__Available data__:

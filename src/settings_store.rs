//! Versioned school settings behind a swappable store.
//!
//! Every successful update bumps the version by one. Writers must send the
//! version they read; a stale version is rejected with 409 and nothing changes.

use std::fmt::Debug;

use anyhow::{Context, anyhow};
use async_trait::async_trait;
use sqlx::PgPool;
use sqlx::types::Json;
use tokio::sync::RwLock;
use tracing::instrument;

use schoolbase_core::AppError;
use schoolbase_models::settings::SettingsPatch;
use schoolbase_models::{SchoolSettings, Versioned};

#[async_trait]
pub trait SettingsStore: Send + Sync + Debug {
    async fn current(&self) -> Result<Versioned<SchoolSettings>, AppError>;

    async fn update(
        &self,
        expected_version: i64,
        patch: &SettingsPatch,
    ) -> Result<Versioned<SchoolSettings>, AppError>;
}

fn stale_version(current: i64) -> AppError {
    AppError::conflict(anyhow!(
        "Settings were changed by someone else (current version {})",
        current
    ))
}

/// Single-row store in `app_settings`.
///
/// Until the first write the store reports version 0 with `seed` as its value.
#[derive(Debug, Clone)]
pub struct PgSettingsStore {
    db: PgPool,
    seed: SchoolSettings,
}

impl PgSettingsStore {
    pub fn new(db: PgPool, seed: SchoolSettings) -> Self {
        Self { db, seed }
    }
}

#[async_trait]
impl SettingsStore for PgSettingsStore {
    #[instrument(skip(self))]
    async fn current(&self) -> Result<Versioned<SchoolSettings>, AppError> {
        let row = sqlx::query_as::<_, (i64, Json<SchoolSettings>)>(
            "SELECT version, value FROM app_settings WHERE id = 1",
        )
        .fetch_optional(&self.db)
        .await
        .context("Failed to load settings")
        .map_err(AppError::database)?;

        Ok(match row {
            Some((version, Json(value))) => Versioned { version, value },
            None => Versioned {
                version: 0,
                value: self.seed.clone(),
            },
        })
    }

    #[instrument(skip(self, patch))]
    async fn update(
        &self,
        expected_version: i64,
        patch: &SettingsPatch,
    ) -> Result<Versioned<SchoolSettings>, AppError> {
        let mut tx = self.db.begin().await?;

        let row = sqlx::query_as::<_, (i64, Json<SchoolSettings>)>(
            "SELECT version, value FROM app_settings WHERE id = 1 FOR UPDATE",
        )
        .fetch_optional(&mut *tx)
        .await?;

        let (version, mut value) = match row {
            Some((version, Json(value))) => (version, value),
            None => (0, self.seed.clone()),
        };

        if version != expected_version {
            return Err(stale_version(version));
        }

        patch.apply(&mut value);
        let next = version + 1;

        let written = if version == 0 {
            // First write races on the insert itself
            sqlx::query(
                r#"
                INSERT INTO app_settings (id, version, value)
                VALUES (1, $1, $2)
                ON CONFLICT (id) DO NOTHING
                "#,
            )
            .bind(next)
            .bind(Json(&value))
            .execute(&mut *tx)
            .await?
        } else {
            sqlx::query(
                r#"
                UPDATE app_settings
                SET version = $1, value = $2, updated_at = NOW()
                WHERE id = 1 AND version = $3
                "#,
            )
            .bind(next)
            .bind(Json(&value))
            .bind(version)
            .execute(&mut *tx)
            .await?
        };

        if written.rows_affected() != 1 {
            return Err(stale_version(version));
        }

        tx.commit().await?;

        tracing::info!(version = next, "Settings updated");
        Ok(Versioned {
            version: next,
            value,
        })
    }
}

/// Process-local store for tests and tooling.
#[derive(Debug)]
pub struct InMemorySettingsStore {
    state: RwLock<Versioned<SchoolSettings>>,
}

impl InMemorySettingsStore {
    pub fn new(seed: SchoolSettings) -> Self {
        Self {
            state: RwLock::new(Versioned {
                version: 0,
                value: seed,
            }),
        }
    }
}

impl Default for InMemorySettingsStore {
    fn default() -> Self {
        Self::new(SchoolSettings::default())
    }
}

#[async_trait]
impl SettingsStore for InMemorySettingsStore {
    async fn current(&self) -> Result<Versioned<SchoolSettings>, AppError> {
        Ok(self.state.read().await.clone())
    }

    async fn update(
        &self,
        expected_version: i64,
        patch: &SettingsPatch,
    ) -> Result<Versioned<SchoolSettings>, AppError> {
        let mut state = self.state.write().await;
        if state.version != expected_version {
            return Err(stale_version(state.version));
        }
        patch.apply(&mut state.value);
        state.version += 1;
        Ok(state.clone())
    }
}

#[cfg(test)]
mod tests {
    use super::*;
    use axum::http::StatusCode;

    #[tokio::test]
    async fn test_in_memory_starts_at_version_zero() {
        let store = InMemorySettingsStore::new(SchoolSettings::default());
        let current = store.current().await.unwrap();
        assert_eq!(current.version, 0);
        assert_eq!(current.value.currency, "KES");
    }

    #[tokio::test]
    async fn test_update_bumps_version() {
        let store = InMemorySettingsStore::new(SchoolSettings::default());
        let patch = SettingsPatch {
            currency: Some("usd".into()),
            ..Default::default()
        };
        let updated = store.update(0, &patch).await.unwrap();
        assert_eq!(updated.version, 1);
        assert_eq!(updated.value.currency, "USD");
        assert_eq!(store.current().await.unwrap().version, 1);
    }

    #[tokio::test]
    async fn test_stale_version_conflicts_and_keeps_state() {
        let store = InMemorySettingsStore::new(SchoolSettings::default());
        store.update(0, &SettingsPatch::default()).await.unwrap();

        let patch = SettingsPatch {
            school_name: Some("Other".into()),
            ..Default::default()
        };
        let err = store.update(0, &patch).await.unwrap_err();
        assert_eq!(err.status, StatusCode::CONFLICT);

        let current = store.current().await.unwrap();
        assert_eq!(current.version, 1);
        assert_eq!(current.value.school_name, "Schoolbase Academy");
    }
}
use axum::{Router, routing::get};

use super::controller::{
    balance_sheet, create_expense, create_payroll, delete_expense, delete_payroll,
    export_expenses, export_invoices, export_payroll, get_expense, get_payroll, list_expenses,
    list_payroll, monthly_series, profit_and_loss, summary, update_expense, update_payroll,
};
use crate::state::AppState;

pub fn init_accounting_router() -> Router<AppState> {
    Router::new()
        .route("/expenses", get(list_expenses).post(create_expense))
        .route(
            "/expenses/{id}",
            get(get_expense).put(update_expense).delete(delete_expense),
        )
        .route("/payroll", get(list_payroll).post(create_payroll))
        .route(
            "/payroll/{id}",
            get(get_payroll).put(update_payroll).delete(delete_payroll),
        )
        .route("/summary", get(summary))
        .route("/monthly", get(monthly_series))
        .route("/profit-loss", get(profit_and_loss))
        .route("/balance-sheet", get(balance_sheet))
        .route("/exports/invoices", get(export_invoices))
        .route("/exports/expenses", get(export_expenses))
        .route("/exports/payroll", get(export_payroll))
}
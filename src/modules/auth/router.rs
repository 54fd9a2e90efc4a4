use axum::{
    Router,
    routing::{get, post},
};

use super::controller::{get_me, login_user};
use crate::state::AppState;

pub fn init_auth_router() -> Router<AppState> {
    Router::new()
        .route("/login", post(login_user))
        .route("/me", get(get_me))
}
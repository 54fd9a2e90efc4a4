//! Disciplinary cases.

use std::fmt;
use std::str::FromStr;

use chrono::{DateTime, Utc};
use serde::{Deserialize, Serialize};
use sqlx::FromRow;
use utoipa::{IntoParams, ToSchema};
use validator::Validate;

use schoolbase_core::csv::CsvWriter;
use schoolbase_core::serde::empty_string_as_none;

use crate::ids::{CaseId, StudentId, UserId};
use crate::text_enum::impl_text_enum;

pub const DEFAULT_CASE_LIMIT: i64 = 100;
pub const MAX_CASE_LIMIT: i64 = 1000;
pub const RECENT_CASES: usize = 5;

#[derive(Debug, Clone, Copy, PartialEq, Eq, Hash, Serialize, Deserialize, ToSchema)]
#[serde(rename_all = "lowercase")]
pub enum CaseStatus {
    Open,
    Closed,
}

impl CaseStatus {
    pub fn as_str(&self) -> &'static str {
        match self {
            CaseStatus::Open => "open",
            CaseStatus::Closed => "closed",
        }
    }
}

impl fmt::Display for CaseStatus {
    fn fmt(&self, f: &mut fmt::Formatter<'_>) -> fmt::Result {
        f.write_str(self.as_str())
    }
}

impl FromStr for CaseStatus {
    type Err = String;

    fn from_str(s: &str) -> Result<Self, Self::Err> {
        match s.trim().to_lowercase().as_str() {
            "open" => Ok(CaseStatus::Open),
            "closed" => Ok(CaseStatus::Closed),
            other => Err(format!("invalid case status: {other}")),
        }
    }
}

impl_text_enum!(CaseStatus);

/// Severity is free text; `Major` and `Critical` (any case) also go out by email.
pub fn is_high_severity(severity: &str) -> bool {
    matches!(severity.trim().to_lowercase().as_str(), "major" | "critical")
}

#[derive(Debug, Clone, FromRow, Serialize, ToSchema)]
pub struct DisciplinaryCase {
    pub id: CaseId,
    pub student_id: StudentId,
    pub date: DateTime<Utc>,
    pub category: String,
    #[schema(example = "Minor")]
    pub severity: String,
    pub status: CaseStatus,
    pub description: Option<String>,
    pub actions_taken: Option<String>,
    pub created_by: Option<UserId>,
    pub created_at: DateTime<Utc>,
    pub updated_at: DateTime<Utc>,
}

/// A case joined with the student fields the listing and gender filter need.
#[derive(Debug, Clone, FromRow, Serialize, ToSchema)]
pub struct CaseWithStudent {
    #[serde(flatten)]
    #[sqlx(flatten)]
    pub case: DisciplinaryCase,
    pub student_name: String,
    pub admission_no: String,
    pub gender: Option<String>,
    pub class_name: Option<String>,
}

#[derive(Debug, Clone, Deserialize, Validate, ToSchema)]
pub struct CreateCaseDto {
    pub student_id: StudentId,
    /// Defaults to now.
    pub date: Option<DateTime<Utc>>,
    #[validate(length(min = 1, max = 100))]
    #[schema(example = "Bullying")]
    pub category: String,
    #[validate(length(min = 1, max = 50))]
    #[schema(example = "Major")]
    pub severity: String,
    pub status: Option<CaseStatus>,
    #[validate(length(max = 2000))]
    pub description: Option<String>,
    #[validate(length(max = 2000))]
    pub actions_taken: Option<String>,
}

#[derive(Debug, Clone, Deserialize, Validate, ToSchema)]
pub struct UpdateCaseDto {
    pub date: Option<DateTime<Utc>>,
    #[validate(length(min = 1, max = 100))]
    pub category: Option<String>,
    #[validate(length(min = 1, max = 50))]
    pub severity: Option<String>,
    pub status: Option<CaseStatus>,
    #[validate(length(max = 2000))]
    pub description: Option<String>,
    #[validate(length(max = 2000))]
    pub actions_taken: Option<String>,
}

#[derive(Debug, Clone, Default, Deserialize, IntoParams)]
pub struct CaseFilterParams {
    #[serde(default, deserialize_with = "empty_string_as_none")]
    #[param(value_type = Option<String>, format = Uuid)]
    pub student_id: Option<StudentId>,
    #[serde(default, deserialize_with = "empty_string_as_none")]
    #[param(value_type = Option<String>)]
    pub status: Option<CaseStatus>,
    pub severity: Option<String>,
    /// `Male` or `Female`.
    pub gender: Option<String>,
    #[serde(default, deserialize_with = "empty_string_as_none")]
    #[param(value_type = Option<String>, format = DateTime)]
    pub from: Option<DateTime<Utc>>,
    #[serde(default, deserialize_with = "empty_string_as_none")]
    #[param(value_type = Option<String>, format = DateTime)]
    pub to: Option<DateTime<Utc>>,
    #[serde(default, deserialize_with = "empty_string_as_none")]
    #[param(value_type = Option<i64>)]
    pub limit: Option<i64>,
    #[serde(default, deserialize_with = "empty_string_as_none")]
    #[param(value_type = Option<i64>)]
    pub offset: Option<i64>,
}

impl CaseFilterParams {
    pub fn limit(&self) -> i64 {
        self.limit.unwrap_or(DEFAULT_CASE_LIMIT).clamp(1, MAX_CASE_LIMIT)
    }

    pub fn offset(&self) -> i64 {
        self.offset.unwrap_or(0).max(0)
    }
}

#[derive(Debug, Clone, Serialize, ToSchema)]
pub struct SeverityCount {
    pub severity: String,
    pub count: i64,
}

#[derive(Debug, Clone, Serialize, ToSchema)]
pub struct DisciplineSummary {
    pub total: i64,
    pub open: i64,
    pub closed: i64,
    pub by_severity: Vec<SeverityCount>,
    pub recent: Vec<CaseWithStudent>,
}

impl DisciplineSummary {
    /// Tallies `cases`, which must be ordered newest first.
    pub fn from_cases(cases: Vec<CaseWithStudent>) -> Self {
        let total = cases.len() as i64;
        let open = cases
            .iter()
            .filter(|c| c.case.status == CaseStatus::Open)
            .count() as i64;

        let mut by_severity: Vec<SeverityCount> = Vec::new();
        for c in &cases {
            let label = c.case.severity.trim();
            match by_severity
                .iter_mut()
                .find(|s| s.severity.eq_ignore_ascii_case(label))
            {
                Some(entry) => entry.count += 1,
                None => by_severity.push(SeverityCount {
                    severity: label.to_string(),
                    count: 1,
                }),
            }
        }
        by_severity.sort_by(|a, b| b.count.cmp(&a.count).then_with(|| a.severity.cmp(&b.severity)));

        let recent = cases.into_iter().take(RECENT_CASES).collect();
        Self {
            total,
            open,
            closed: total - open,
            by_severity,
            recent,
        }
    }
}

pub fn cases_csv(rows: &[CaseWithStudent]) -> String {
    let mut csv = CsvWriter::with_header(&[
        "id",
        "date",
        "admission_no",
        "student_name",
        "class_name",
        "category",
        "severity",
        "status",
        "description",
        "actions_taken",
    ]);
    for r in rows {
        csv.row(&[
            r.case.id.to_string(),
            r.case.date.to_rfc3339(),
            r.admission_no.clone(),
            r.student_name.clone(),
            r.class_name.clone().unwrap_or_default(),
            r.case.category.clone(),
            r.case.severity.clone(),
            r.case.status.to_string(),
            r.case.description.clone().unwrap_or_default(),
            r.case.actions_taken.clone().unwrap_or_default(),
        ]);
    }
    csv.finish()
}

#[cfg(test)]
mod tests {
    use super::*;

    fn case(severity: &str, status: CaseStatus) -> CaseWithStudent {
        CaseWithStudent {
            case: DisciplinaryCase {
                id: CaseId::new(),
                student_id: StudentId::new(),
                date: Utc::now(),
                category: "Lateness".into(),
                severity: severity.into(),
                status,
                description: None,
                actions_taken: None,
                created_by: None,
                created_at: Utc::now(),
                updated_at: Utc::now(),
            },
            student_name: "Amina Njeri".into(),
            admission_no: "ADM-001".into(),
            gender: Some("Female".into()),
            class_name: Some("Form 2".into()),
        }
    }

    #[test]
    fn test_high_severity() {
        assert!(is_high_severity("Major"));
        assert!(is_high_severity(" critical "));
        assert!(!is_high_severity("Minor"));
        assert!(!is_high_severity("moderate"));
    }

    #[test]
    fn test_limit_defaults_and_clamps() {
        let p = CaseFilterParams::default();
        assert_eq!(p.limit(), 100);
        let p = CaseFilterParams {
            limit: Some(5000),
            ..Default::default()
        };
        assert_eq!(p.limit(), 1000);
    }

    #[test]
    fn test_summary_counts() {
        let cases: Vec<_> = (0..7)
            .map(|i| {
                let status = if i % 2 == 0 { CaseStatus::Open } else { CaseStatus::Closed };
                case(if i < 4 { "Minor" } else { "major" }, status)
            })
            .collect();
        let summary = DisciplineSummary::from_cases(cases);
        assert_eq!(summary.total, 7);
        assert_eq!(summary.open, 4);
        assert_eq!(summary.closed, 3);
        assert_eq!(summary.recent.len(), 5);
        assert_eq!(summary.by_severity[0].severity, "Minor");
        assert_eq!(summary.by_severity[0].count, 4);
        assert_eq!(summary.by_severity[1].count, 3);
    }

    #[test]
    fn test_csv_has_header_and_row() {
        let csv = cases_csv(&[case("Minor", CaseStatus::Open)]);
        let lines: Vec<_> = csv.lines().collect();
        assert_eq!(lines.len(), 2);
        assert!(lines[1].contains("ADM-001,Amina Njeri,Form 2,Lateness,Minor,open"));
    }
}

__Work to be completed__:
Search the material above for the word "SeverityCount", then copy out each line that has it.

__Output for this task__:
pub struct SeverityCount {
    pub by_severity: Vec<SeverityCount>,
        let mut by_severity: Vec<SeverityCount> = Vec::new();
                None => by_severity.push(SeverityCount {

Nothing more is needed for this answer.